● **PROVIDED RECORDS**
━━━━━━━━━━━━━━━━

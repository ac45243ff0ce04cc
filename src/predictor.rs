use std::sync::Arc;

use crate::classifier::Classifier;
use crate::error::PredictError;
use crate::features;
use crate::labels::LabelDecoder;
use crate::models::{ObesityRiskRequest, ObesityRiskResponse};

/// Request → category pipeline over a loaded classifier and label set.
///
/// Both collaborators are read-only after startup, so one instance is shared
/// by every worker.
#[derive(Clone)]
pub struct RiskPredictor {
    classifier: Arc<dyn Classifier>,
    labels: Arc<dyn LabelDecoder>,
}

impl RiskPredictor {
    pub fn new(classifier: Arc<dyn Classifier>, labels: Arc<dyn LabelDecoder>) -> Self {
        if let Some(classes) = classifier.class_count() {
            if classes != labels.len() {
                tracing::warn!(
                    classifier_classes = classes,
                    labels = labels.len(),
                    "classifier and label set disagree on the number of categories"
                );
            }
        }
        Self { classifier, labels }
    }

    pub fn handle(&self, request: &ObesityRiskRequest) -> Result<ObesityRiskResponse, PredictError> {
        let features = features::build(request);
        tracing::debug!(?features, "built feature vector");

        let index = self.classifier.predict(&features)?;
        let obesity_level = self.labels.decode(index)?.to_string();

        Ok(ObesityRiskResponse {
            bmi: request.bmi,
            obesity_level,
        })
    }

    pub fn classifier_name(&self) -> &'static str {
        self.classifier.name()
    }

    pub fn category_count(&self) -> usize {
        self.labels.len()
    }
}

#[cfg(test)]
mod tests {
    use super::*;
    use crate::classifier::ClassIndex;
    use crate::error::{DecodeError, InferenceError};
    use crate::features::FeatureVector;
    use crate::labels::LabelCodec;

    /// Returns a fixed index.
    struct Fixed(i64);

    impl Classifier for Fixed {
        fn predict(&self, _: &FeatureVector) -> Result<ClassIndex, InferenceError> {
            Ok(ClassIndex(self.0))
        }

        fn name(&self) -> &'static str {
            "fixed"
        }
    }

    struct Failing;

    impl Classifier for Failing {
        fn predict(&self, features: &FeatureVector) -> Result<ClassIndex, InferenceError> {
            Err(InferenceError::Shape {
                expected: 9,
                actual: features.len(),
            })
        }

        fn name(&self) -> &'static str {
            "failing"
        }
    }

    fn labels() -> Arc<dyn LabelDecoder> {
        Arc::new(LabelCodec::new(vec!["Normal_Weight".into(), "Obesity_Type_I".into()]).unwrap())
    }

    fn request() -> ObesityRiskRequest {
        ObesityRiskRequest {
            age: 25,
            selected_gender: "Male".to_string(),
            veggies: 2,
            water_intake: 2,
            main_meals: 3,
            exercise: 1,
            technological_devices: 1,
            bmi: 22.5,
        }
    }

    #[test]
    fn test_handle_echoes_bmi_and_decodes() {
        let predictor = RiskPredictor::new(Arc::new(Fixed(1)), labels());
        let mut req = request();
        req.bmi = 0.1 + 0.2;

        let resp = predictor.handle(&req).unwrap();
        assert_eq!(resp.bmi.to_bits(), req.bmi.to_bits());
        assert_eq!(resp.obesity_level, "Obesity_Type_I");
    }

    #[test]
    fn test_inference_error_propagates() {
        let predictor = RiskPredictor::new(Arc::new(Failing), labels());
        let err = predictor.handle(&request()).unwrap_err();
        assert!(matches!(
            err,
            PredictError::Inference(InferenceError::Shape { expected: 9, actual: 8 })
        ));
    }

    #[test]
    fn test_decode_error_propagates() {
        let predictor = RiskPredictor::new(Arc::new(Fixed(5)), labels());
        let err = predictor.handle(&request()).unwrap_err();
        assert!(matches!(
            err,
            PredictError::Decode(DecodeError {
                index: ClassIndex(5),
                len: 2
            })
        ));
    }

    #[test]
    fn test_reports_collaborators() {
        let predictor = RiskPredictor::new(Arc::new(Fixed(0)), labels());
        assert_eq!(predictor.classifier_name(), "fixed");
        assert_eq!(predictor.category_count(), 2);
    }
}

━━━━━━━━━━━━━━━━

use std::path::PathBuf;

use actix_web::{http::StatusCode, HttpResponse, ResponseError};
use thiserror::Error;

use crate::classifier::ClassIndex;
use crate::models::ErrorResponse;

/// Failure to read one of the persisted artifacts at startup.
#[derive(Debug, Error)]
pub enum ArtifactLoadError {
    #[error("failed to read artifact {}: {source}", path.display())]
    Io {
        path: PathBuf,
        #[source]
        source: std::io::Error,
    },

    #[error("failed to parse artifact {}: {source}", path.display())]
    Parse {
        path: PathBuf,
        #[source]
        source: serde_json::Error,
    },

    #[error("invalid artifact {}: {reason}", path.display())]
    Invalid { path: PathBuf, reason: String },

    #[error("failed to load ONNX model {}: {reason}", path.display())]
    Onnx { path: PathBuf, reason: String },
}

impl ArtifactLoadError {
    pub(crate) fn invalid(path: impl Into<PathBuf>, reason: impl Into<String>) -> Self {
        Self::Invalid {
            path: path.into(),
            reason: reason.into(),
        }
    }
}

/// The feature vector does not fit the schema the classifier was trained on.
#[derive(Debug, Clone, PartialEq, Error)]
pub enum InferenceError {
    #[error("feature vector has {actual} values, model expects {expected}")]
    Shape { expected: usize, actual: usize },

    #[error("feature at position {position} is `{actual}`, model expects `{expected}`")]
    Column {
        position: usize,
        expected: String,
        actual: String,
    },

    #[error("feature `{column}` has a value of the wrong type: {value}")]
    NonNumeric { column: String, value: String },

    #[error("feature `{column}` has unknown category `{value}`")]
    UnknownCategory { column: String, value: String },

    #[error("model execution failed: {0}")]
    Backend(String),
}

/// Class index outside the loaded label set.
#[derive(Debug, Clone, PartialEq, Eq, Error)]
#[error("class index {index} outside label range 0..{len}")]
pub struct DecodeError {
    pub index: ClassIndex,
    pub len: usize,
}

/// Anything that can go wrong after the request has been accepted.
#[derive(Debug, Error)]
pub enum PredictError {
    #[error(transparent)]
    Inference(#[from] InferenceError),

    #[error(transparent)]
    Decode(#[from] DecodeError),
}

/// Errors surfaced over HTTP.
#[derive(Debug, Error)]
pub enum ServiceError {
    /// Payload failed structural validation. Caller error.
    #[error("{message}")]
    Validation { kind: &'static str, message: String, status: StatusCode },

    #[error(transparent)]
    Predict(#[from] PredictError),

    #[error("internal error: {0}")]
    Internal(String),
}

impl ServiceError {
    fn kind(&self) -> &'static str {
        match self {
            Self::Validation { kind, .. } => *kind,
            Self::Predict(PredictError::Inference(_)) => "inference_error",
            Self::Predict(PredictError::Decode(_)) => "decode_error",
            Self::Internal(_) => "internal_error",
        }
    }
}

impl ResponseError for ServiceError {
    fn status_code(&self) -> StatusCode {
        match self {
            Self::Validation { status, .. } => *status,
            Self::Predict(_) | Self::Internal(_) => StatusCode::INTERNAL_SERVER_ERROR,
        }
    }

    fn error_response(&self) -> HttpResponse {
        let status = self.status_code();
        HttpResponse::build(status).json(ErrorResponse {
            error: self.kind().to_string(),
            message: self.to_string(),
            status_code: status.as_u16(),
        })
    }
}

━━━━━━━━━━━━━━━━

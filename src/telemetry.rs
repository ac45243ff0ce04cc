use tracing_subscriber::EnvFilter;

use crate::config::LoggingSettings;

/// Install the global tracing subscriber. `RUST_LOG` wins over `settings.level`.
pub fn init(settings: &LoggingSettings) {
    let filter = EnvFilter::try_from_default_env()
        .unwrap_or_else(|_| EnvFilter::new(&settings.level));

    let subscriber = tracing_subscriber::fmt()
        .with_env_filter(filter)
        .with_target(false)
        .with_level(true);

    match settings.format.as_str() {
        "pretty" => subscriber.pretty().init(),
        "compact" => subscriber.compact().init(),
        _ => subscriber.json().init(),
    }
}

━━━━━━━━━━━━━━━━

Repeat exactly the lines of the listing above, from the one with "#[derive(Clone)]" down to the one with "let index = self.classifier.predict(&features)?;"; both of those lines belong in the range.

#[derive(Clone)]
pub struct RiskPredictor {
    classifier: Arc<dyn Classifier>,
    labels: Arc<dyn LabelDecoder>,
}

impl RiskPredictor {
    pub fn new(classifier: Arc<dyn Classifier>, labels: Arc<dyn LabelDecoder>) -> Self {
        if let Some(classes) = classifier.class_count() {
            if classes != labels.len() {
                tracing::warn!(
                    classifier_classes = classes,
                    labels = labels.len(),
                    "classifier and label set disagree on the number of categories"
                );
            }
        }
        Self { classifier, labels }
    }

    pub fn handle(&self, request: &ObesityRiskRequest) -> Result<ObesityRiskResponse, PredictError> {
        let features = features::build(request);
        tracing::debug!(?features, "built feature vector");

        let index = self.classifier.predict(&features)?;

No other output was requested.